How can you best prepare them for what is ahead?

Here are some helpful tips and things to think about which we've offered to many clients over the years:

  • If there aren't safety risks in your marriage, tell your spouse ahead of time that you will have him/her served with divorce papers. Blindsiding your spouse, who is also the mother or father of your children, is never a good idea unless there are significant legal or safety reasons to do so. Be sure to follow your attorney's advice in this area.
  • Take some time before you tell your children. Allow some time for you and your spouse to process what is to come. This will allow you to help your children when they have their own emotional reactions to the divorce, as they will. If possible, read a book or some of the research online about how children of different ages react to separation and divorce.
  • In that same vein, do your research. For example, pick up some books on Children and Divorce, Co-Parenting, and children's books on divorce. We have written in the past about some books which family court judges have found particularly useful and informative. You can read more about them here.
  • Set up ground rules and define logistics. For example: If you and your spouse are on speaking terms, attempt to discuss how you would like the parenting plan to look following the separation. To get an idea of the types of things the Court will look for in a well thought out parenting plan, click here.
  • Is someone moving out of the house? If yes, when?
  • If you are nesting (i.e., still living in the marital home together, post-separation), how will you both take care of the children, the house, other responsibilities, etc. This can be a formal or informal plan, but if you write it down it's less likely to result in a misunderstanding. To read more about "nesting" and other creative parenting schedules, click here.
  • How will you communicate and co-parent about the children? Will this be through informal talks, emails, phone calls, or regular meetings? Beware, as tensions rise, the talking in person will likely become difficult. Also, if litigation will become part of the process, be mindful that the only communications that are easiest to prove in Court are written communications. Consider having discussions in person, if things are civil and then following those conversations up with a "summary email" to document the points which were agreed/decided upon during the conversation.
  • If possible, tell your children together. This allows both of you the opportunity to comfort your children and to answer any questions they may have as a united front. You will always be the two parents of your children and the healthiest thing for them is to know that each of you will always support and love them without conditions.
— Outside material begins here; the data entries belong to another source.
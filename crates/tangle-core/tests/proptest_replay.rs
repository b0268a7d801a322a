//! Property tests for replay: determinism, prefix/suffix equivalence, and
//! agreement between the full-replay and heads stores on real files.

use proptest::prelude::*;
use std::time::Duration;
use tangle_core::event::Event;
use tangle_core::graph::{apply_event, apply_events, build_indexes, materialize_from_events};
use tangle_core::store::{EventLog, FullReplayStore, HeadsStore, LogStore};
use tempfile::TempDir;

use generators::*;

fn stores(dir: &TempDir, chunk: usize) -> (FullReplayStore, HeadsStore) {
    let log = EventLog::new(dir.path(), Duration::from_secs(1), false);
    (
        FullReplayStore::new(log.clone()),
        HeadsStore::new(log, Duration::from_millis(100), chunk),
    )
}

proptest! {
    #![proptest_config(proptest::test_runner::Config::with_cases(256))]

    #[test]
    fn replay_is_deterministic(events in arb_events(40)) {
        prop_assert_eq!(materialize_from_events(&events), materialize_from_events(&events));
    }

    #[test]
    fn prefix_then_suffix_matches_full_replay(events in arb_events(40), split in 0usize..40) {
        let split = split.min(events.len());
        let (prefix, suffix) = events.split_at(split);
        let incremental = apply_events(materialize_from_events(prefix), suffix);
        prop_assert_eq!(incremental, materialize_from_events(&events));
    }

    #[test]
    fn readding_a_present_link_changes_nothing(events in arb_events(30)) {
        let state = materialize_from_events(&events);
        let links: Vec<_> = state.links().cloned().collect();
        let mut again = state.clone();
        for link in links {
            again = apply_event(again, &Event::LinkAdded { link });
        }
        prop_assert_eq!(again, state);
    }

    #[test]
    fn every_link_is_indexed_in_both_directions(events in arb_events(40)) {
        let state = materialize_from_events(&events);
        for link in state.links() {
            prop_assert!(state.incoming(&link.to).contains(link));
        }
        let incoming: usize = state.incoming_map().values().map(Vec::len).sum();
        prop_assert_eq!(incoming, state.link_count());
    }

    #[test]
    fn ready_issues_are_active_and_unblocked(events in arb_events(40)) {
        let indexed = build_indexes(materialize_from_events(&events));
        for issue in indexed.ready_issues() {
            prop_assert!(issue.status.is_active());
            for blocker in indexed.graph().blockers_of(&issue.id) {
                if let Some(blocker) = indexed.graph().issue(blocker) {
                    prop_assert!(blocker.status.is_resolved());
                }
            }
        }
    }
}

proptest! {
    #![proptest_config(proptest::test_runner::Config::with_cases(48))]

    #[test]
    fn heads_store_matches_full_replay(
        first in arb_events(20),
        second in arb_events(20),
        chunk in 1usize..200,
    ) {
        let dir = TempDir::new().unwrap();
        let (full, heads) = stores(&dir, chunk);

        for event in &first {
            heads.append(event).unwrap();
        }
        prop_assert_eq!(heads.materialize().unwrap(), full.materialize().unwrap());

        for event in &second {
            heads.append(event).unwrap();
        }
        let (state, report) = heads.materialize_with_report().unwrap();
        prop_assert_eq!(report.events_applied, second.len());
        prop_assert_eq!(&state, &full.materialize().unwrap());
        prop_assert_eq!(state, materialize_from_events(&full.scan().unwrap()));
    }
}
If you or someone you know is considering filing for or is going through a divorce involving child custody, our experienced family court attorneys can help. Call (864) 598-9172 today to schedule a consultation. 

About the Author

J. Benjamin Stevens

Aggressive, creative, and compassionate are words Ben Stevens' colleagues freely use to describe him as a divorce and family law attorney. Ben is a Fellow in the prestigious American Academy of Matrimonial Lawyers, the International Academy of Family Lawyers, and is a Board Certified Family Trial Advocate by the National Board of Trial Advocates. He is one of only four attorneys in South Carolina with those simultaneous distinctions. To schedule a consultation with Ben Stevens call (864) 598-9172.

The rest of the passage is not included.